**Records shown**.
======

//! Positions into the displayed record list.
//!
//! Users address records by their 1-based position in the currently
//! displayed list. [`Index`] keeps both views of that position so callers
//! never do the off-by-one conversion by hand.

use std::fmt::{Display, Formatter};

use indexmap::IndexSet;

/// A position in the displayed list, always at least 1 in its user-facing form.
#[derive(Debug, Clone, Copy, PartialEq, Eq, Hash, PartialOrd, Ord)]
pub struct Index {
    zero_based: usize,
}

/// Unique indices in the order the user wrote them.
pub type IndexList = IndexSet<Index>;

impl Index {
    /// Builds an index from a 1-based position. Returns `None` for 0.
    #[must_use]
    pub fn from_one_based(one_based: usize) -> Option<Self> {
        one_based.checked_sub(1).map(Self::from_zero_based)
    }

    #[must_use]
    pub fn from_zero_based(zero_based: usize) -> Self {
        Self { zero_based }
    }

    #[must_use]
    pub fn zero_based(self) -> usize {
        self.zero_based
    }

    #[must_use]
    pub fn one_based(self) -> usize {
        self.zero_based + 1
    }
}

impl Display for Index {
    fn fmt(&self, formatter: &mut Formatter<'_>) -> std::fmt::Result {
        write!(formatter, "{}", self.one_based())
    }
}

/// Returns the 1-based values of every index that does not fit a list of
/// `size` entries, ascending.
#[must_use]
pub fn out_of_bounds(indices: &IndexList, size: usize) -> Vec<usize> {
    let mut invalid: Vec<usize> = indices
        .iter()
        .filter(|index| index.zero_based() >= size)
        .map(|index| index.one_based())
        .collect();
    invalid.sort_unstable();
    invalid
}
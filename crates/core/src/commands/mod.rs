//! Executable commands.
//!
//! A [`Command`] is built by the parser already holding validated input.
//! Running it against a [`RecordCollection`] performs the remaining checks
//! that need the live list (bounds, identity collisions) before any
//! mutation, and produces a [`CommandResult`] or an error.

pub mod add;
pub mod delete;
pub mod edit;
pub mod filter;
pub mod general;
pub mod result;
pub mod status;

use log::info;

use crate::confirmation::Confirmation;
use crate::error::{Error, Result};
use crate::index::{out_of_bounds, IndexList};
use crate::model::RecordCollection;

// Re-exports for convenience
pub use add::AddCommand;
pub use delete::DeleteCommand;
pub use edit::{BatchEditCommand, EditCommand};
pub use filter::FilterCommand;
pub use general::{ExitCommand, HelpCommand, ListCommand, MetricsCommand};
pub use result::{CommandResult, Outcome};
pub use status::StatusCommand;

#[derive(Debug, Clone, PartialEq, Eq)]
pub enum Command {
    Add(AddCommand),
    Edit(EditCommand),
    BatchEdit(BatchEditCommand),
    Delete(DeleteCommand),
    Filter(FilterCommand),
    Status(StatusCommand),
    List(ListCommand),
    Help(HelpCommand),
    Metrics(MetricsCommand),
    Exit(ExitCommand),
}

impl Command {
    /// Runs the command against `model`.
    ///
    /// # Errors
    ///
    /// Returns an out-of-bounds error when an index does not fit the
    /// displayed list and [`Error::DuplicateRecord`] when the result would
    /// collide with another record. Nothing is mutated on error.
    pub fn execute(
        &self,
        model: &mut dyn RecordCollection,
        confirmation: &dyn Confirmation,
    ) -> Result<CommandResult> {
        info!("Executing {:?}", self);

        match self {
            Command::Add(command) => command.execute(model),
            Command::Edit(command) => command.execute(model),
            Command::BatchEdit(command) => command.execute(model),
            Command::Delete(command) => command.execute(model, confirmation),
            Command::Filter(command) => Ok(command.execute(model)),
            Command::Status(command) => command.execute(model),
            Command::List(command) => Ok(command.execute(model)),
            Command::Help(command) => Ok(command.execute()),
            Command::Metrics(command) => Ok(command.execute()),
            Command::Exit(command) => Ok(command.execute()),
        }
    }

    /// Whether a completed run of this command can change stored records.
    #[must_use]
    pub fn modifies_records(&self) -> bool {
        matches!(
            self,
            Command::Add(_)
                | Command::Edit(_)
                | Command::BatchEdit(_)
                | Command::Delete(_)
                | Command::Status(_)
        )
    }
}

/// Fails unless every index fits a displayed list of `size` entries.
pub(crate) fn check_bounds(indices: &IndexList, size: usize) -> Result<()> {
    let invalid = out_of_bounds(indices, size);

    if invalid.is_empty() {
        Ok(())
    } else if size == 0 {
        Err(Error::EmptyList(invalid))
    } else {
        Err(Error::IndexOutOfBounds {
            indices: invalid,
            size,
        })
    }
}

======

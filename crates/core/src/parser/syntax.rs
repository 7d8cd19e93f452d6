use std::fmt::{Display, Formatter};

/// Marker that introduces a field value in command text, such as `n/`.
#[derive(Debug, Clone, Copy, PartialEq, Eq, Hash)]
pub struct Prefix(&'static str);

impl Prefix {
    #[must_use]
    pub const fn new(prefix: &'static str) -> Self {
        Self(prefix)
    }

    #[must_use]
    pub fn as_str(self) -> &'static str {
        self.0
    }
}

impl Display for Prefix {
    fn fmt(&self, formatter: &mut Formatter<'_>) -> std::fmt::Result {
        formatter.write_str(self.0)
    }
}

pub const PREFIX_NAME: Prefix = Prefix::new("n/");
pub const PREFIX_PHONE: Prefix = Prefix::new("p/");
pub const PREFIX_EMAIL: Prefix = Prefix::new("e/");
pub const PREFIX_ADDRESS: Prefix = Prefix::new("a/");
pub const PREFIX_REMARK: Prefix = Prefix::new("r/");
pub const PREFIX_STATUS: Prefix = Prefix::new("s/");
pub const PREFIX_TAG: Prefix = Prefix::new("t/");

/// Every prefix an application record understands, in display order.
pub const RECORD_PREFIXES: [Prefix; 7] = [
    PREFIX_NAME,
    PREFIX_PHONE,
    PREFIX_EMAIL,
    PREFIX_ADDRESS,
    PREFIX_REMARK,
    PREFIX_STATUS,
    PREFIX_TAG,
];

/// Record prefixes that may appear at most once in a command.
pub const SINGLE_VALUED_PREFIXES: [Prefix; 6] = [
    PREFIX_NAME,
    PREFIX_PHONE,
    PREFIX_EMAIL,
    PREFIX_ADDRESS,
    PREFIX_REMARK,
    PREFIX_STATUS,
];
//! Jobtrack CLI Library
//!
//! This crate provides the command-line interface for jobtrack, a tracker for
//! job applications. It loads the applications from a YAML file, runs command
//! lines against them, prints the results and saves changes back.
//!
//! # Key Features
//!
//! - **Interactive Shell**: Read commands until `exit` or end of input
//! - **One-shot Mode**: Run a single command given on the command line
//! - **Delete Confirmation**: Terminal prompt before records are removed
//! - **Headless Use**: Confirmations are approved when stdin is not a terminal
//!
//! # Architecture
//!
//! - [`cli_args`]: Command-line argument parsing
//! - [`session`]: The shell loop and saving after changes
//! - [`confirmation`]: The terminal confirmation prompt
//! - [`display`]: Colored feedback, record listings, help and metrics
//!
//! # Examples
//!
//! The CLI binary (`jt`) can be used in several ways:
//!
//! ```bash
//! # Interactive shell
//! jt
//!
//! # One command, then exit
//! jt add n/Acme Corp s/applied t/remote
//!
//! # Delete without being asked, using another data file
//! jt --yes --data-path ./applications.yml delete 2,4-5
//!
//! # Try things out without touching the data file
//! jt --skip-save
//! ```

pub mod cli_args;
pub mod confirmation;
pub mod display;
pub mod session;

======

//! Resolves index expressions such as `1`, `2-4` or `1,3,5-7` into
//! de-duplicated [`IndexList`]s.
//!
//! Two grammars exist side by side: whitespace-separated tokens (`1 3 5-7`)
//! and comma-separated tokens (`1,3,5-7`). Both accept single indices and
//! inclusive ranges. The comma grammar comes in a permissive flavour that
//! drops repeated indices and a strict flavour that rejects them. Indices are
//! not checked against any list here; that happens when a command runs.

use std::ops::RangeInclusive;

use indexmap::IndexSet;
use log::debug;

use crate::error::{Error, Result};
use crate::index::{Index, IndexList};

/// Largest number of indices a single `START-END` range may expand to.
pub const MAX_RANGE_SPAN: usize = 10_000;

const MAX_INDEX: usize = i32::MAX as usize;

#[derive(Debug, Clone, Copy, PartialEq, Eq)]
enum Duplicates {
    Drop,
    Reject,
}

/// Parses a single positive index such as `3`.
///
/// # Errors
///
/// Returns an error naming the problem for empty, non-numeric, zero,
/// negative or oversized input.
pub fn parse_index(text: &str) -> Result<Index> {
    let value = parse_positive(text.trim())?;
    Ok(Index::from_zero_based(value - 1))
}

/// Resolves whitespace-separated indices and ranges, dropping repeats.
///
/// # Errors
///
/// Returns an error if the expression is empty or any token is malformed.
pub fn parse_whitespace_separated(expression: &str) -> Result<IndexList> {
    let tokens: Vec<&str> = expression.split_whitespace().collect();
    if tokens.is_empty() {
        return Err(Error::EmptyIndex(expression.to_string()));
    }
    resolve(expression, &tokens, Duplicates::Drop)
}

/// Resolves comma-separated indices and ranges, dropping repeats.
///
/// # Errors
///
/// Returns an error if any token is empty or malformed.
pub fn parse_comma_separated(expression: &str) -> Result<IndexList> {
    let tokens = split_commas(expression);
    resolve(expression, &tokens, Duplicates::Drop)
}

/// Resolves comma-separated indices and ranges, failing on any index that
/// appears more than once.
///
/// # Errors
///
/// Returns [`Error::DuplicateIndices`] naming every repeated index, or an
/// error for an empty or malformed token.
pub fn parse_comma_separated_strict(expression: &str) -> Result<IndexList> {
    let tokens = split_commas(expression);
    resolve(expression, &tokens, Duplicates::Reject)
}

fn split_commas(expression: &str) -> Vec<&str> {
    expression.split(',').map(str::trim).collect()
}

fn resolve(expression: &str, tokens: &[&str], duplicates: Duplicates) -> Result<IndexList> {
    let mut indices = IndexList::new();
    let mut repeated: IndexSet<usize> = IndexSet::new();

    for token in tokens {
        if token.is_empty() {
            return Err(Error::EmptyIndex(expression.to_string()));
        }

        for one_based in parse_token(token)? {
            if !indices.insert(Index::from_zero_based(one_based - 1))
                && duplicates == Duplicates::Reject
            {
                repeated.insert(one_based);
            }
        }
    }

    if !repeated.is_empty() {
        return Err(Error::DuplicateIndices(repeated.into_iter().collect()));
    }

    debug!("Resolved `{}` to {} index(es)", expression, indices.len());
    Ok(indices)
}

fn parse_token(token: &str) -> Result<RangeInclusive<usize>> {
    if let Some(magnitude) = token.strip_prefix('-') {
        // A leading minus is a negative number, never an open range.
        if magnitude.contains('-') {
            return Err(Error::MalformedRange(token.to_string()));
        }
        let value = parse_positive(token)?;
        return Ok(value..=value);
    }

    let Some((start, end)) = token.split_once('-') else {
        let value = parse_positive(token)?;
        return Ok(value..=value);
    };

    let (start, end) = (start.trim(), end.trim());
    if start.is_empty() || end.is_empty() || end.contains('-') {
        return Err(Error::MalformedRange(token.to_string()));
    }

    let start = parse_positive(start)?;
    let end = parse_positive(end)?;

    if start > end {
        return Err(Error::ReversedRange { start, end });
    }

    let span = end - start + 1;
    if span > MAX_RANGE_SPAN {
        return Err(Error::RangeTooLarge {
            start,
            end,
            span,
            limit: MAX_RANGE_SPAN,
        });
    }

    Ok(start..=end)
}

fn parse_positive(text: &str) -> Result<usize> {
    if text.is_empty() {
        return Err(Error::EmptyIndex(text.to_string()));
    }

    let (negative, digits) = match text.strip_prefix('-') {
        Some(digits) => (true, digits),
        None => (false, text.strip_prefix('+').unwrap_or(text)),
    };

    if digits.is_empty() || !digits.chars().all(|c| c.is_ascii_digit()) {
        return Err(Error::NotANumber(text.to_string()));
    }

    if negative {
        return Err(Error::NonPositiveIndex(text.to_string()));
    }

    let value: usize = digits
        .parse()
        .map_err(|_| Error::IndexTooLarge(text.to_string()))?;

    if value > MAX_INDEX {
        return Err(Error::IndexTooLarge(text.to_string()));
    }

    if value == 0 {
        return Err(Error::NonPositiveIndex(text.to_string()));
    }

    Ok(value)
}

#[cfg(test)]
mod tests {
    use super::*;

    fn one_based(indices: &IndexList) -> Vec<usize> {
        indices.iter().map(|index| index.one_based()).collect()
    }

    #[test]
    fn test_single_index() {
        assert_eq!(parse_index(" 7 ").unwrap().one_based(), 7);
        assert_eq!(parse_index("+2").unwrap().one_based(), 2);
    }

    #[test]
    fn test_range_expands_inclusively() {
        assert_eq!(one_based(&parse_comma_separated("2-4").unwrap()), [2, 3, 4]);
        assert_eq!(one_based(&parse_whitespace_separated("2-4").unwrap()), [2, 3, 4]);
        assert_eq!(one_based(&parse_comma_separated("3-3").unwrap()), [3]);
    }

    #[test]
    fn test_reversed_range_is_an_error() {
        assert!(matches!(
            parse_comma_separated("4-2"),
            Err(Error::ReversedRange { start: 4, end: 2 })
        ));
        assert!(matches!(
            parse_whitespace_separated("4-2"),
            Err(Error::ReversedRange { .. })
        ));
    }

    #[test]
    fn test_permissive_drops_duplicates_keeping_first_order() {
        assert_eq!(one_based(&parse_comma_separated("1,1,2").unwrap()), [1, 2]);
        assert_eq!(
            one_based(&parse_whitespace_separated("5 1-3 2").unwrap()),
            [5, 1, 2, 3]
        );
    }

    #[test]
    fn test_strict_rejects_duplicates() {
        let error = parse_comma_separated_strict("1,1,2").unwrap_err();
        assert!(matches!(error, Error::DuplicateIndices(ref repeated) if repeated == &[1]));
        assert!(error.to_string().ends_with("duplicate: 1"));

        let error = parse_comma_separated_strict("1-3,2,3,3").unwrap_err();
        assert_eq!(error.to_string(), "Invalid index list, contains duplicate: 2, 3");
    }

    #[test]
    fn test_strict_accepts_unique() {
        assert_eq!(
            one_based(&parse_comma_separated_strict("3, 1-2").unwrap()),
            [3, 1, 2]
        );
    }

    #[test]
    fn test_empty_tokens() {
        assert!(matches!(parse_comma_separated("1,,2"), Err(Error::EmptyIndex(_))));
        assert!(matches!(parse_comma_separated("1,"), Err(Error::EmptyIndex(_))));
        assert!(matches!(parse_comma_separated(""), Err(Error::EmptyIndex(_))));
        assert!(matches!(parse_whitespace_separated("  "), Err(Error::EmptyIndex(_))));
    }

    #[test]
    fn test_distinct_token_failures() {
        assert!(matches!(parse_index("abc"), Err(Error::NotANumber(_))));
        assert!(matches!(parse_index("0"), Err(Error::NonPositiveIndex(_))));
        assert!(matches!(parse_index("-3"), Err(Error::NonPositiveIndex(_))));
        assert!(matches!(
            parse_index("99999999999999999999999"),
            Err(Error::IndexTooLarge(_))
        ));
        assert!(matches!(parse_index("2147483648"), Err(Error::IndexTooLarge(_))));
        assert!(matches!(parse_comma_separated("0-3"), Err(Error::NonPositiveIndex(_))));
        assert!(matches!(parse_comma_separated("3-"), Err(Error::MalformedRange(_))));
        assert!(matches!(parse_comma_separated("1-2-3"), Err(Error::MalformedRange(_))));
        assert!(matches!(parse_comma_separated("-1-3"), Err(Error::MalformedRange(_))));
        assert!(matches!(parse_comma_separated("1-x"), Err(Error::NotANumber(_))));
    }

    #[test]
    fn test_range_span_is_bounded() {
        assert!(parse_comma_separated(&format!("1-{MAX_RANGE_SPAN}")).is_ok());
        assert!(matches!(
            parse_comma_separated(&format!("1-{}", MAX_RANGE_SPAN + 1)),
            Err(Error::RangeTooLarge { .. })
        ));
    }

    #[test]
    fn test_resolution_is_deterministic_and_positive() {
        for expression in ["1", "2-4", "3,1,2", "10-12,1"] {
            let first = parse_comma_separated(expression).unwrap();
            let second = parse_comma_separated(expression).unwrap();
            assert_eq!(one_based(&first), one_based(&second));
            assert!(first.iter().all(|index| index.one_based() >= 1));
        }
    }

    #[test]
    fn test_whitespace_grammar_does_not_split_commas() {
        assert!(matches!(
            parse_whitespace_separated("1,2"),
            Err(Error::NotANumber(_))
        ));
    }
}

======

**What you will do**.
Using the listing above, list every line in which the string "Hash" occurs.

**Response below**.
#[derive(Debug, Clone, Copy, PartialEq, Eq, Hash, PartialOrd, Ord)]
#[derive(Debug, Clone, Copy, PartialEq, Eq, Hash)]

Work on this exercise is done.